Si bien es cierto que la trama es una mera excusa para poder ir
desarrollando lo que Umberto Eco califica como “energía visionaria”, que a
Orwell le importa más el contexto, el sustrato, lo que se extrae de la lectura
que los personajes en sí (aunque esa forma de desdibujarlos, de destacar su
mero papel de arquetipos, de reducirlos a lo más elemental, redunda y apuntala
lo que está denunciando), que todo lo anterior es un largo (e interesantísimo)

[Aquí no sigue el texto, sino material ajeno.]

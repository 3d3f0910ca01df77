use crate::options::{CaseMode, RenameOptions, SpaceMode};
use regex::Regex;

/// 1回の実行分のテキスト変換。正規表現はここで一度だけコンパイルする。
#[derive(Debug)]
pub struct TextTransforms {
    replace_old: String,
    replace_new: String,
    remove: Option<Regex>,
    space_mode: SpaceMode,
    case_mode: CaseMode,
}

impl TextTransforms {
    /// コンパイルに失敗した正規表現は無効化し、そのパターン文字列を返す。
    /// 失敗は致命的ではなく、削除ステップが no-op になるだけ。
    pub fn compile(options: &RenameOptions) -> (Self, Option<String>) {
        let mut invalid = None;
        let remove = match options.remove_regex.as_deref().filter(|p| !p.is_empty()) {
            Some(pattern) => match Regex::new(pattern) {
                Ok(regex) => Some(regex),
                Err(_) => {
                    invalid = Some(pattern.to_string());
                    None
                }
            },
            None => None,
        };

        let transforms = Self {
            replace_old: options.replace_old.clone(),
            replace_new: options.replace_new.clone(),
            remove,
            space_mode: options.space_mode,
            case_mode: options.case_mode,
        };
        (transforms, invalid)
    }

    /// 置換 → 正規表現削除 → 空白処理 → ケース変換。順序は固定。
    pub fn apply(&self, name: &str) -> String {
        let mut value = name.to_string();

        if !self.replace_old.is_empty() {
            value = value.replace(&self.replace_old, &self.replace_new);
        }

        if let Some(remove) = &self.remove {
            value = remove.replace_all(&value, "").into_owned();
        }

        value = match self.space_mode {
            SpaceMode::Keep => value,
            SpaceMode::StripAll => value.replace(' ', ""),
            SpaceMode::Underscore => value.replace(' ', "_"),
        };

        match self.case_mode {
            CaseMode::Keep => value,
            CaseMode::Upper => value.to_uppercase(),
            CaseMode::Lower => value.to_lowercase(),
            CaseMode::Capitalize => capitalize(&value),
        }
    }
}

fn capitalize(value: &str) -> String {
    let mut chars = value.chars();
    match chars.next() {
        Some(first) => first.to_uppercase().chain(chars.flat_map(char::to_lowercase)).collect(),
        None => String::new(),
    }
}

exordio para llegar a lo que se conoce como El Libro, base teórica de la Resistencia,
este larguísimo inserto termina por trocar en apasionante porque establece un
apasionante diálogo/debate con lo que se ha leído hasta el momento y, muy
especialmente, con el lector, ese que no querría verse en una situación
similar, ese que a veces no puede evitar sentirse reflejado en ese círculo
vicioso que es el devenir de los personajes, en esa permanente vigilia para no
pensar lo que no se debe, bajo la vigilancia perpetua del Hermano Mayor (un
acierto traducirlo así para evitar caer en la degeneración perpetrada por
cierto formato televisivo –en inglés no se nota la diferencia, claro (Big
Brother), pero la riqueza de nuestro idioma (esa que en las páginas de la
novela se busca suprimir) ayuda a marcar distancias-), en ese “vivir día a día,
y semana a semana, devanando un presente sin futuro”, algo que se presenta como
“un instinto irresistible”. En este momento, que no deja de ser una convención
como tantas, en que cerramos un año para iniciar otro, conviene seguir teniendo
muy presente a Orwell, porque nos ayuda a estar alerta, porque nos enseña a no
conformarnos con lo que puede resultar benéfico sólo en apariencia, porque nos
hace tomar conciencia de quiénes somos, porque lo que sucedió hace treinta años
sigue pasando, porque no hemos avanzado tanto e incluso seguimos retrocediendo.